Exploring a Black Hole

If an astronaut were going in a black hole, it would be a one-way trip. Long before the astronaut even arrived at the event horizon, he would encounter tremendous tidal forces exerted by the black hole. Imagine, for example, that the astronaut is falling feet first. The gravitational force pulling on his legs would be considerably greater than the gravity pulling on his head. The difference between the two forces would stretch the astronaut like taffy.

As if that wasn't bad enough, every single atom in the astronaut's body would be pulled toward the singularity, located at the black hole's center. For the astronaut it might feel like being squeezed by a giant fist.

After being stretched and squeezed, the astronaut would look like a strand of spaghetti.

Instead, let's imagine that we could send a robot probe, one that could somehow stay intact despite the gravity. Let us also say that this robot has a light source and a clock on it.

If we were watching the robot back on Earth, we would notice a strange phenomenon. The light source would start to change color. If it started out blue, it would turn green and then yellow and then get red as it approached the black hole.

This is because light is made of particles called photons. A photon's color is directly related to its energy. For example, photons from the blue end of the spectrum have a higher energy than photons from the red end. When a photon uses up energy, it shifts toward the red end of the spectrum. As the photons move away from the black hole, they use some of their energy trying to escape from the black hole's gravity.
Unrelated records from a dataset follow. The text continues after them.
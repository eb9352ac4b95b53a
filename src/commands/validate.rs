use clap::Args;
use pipewright::{config, paths};
use serde::Serialize;

use crate::commands::CmdResult;

#[derive(Args)]
pub struct ValidateArgs {
    /// Pipeline file (default: pipeline.yml)
    #[arg(long)]
    pub config: Option<String>,
}

#[derive(Serialize)]
#[serde(rename_all = "camelCase")]
pub struct ValidateOutput {
    pub valid: bool,
    pub path: String,
    #[serde(skip_serializing_if = "Option::is_none")]
    pub name: Option<String>,
    pub runtimes: Vec<String>,
    pub step_counts: StepCounts,
    pub secret_refs: usize,
}

#[derive(Serialize)]
#[serde(rename_all = "camelCase")]
pub struct StepCounts {
    pub before_install: usize,
    pub install: usize,
    pub script: usize,
    pub after_success: usize,
}

pub fn run(args: ValidateArgs, _global: &crate::commands::GlobalArgs) -> CmdResult<ValidateOutput> {
    let path = paths::config_path(args.config.as_deref());
    let config = config::load(&path)?;

    Ok((
        ValidateOutput {
            valid: true,
            path: path.display().to_string(),
            name: config.name.clone(),
            runtimes: config
                .runtimes
                .iter()
                .map(|rt| rt.as_str().to_string())
                .collect(),
            step_counts: StepCounts {
                before_install: config.before_install.len(),
                install: config.install.len(),
                script: config.script.len(),
                after_success: config.after_success.len(),
            },
            secret_refs: config.secret_refs().len(),
        },
        0,
    ))
}
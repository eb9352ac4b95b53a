//! Path expansion and pipeline-file resolution.

use std::path::PathBuf;

use crate::core::config::DEFAULT_CONFIG_FILE;

/// Expand a leading tilde to the user's home directory.
pub fn expand(path: &str) -> String {
    shellexpand::tilde(path).to_string()
}

/// Resolve the pipeline file path from an optional `--config` flag.
pub fn config_path(flag: Option<&str>) -> PathBuf {
    match flag {
        Some(path) => PathBuf::from(expand(path)),
        None => PathBuf::from(DEFAULT_CONFIG_FILE),
    }
}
The closer the photons are to the event horizon, the more energy they need to pull away.

Eventually, as the robot gets closer to the event horizon, the light source will disappear from view. The energy of the photons of light has been reduced so much that it can only be detected by infrared and radio telescopes. Photons which start from just above the event horizon end up losing almost all of their energy. Theoretically, these photons from the light source would still reach us back on Earth, but by then their energy would be so low that no known scientific device would be able to detect them.

Meanwhile, the clock on the side of our robot would start to act strangely as well. According to Einstein's theory of relativity, time slows down in a strong gravitational field--at least as viewed by an outside observer. As the probe got nearer and nearer to the black hole, astronomers back on Earth would notice that the clock was ticking more and more slowly.

The clock would continue to slow down, until it arrived at the event horizon, where it would stop completely.

According to Einstein's theory of relativity, however, from the perspective of the robot, time would not seem to be affected in any way. The probe would arrive at the event horizon and enter the black hole without the clock slowing for even an instant. Yet our robot will only have a fraction of a second to notice this peculiar law of nature, at which point it would be pulled toward the center of the black hole, where it would hit the singularity and be crushed to infinite density.